I liked The Myth, A Chinese Tall Story, and 49 Days.
not because they were greaet movies but because yours truly was personally involved with the production of the legit Hong Kong releases of the DVD for all 3 movies.



go buy them all!  make me more money, dammit!  lol!
btw, i'm not kidding.  Jackie Chan has even personally thanked me for working on "The Myth".  his autograph on my boxset dvd says it all.


----------



## MartialHorror (Jul 25, 2006)

New Police story was good? Cool!

I am about to see Takashi Miike's Izo, about a murdering Samurai(Yay!) hopefully it will be good.

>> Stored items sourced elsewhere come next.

use crate::models::{BoundingBox, GeoPoint};

/// Earth's radius in kilometers
const EARTH_RADIUS_KM: f64 = 6371.0;

/// Great-circle distance between two points in kilometers (Haversine)
#[inline]
pub fn distance_km(a: &GeoPoint, b: &GeoPoint) -> f64 {
    haversine_distance(a.latitude, a.longitude, b.latitude, b.longitude)
}

/// Calculate the Haversine distance between two points in kilometers
///
/// # Arguments
/// * `lat1` - Latitude of first point in degrees
/// * `lon1` - Longitude of first point in degrees
/// * `lat2` - Latitude of second point in degrees
/// * `lon2` - Longitude of second point in degrees
#[inline]
pub fn haversine_distance(lat1: f64, lon1: f64, lat2: f64, lon2: f64) -> f64 {
    let lat1_rad = lat1.to_radians();
    let lat2_rad = lat2.to_radians();
    let delta_lat = (lat2 - lat1).to_radians();
    let delta_lon = (lon2 - lon1).to_radians();

    let a = (delta_lat / 2.0).sin().powi(2)
        + lat1_rad.cos() * lat2_rad.cos() * (delta_lon / 2.0).sin().powi(2);
    // Rounding can push `a` a hair past 1.0 for antipodal points
    let c = 2.0 * a.min(1.0).sqrt().atan2((1.0 - a).max(0.0).sqrt());

    (EARTH_RADIUS_KM * c).max(0.0)
}

/// Bounding box around a center point, used to narrow store queries
///
/// 1° latitude ≈ 111km, 1° longitude ≈ 111km * cos(latitude)
pub fn calculate_bounding_box(center: &GeoPoint, radius_km: f64) -> BoundingBox {
    let lat_delta = radius_km / 111.0;
    let lon_delta = radius_km / (111.0 * center.latitude.to_radians().cos().abs().max(1e-6));

    BoundingBox {
        min_lat: center.latitude - lat_delta,
        max_lat: center.latitude + lat_delta,
        min_lon: center.longitude - lon_delta,
        max_lon: center.longitude + lon_delta,
    }
}

/// Check if a point is within a bounding box
#[inline]
pub fn is_within_bounding_box(point: &GeoPoint, bbox: &BoundingBox) -> bool {
    point.latitude >= bbox.min_lat
        && point.latitude <= bbox.max_lat
        && point.longitude >= bbox.min_lon
        && point.longitude <= bbox.max_lon
}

I reccomend Infernal Affairs if you like non-fighting Asian films.


----------



## Jin (Jul 28, 2006)

Yeah, Ive seen Infernal Affairs 1 and 2. But the thired one i got doesnt have working subs


----------



## Comic Book Guy (Aug 2, 2006)

*List of notable Asian cinema*

For anyone interested in Asian cinema and wants to watch a few good movies.

Japan
-Battle Royale
-Ringu
-Casshern
-Suicide Circle
-Ichi the Killer (Koroshiya 1)
-Zatoichi
-Shichinin no Samurai (Seven Samurai)
-Dead or Alive
-versus
-Azumi
-Aragami
-LoneWolf & Cub
-Guinea Pig
-The Twilight Samurai
-Ima Ai Ni Yukimasu
-The Returner
-Rashomon
-Yojimbo
-Kagemusha
-Ikiru
-Ran
-Yume 

Korea
-Failan
-My Sassy Girl
-Friend
-Sympathy for Mr.Vengeance
-Old Boy
-Sympathy for Lady Vengeance
-Il Mare
-Fighter In The Wind
-Crying Fist
-Bad Guy
-Tae Guk Gi (sp?)
-Sex Is Zero (Saekjeuk shigong)
-Arahan (Arahan jangpung daejakjeon)

Hong Kong
-Hero
-Crouching Tiger, Hidden Dragon
-Chungking Express
-The Legend of Fong-Sai-Yuk
-Iron Monkey
-Once Upon a Time in China II
-The God of Gamblers
-In the Mood for Love
-Seven Swords
-Young and the Dangerous
-SPL
-Fearless
-Fulltime Killer
-Infernal Affairs
-Infernal Affairs II
-Infernal Affairs III
-Lost in Time
-Swordsman II
-Shaolin Soccer
-Once Upon A Time In China I
-Project A
-Red Wolf
-Police Story
-Ninja In The Dragon's Den
-The Killer
-A Better Tomorrow
-Hard Boiled
-You Shoot, I Shoot
-AV
-Men Suddenly in Black
-2046

China
-Raise the Red Lantern

Thailand
-Ong-Bak
-Bang Rajan

Any one want to add on?


----------



## Twizted (Aug 2, 2006)

You can add Casshern, Suicide Circle, Ichi the Killer (Koroshiya 1), Zatoichi, and Shichinin no Samurai (Seven Samurai) to the Japanese section.


----------



## narutorulez (Aug 2, 2006)

you can add these

Japan:
-Dead Or Alive
-versus
-Azumi
-Aragami
-LoneWolf & Cub
-Guinea Pig serie

Korea:
-Sympathy for Mr.Vengeance
-Old Boy
-Sympathy for Lady Vengeance
-Fighter In The Wind
-Crying Fist

Hong Kong:
-Once Upon A Time In China I
-Project A
-Red Wolf
-Police Story
-Ninja In The Dragon's Den
-The Killer
-A Better Tomorrow
-Hard Boiled


----------



## Comic Book Guy (Aug 2, 2006)

What year for Zatoichi? Is it the one played by Beat Takeshi?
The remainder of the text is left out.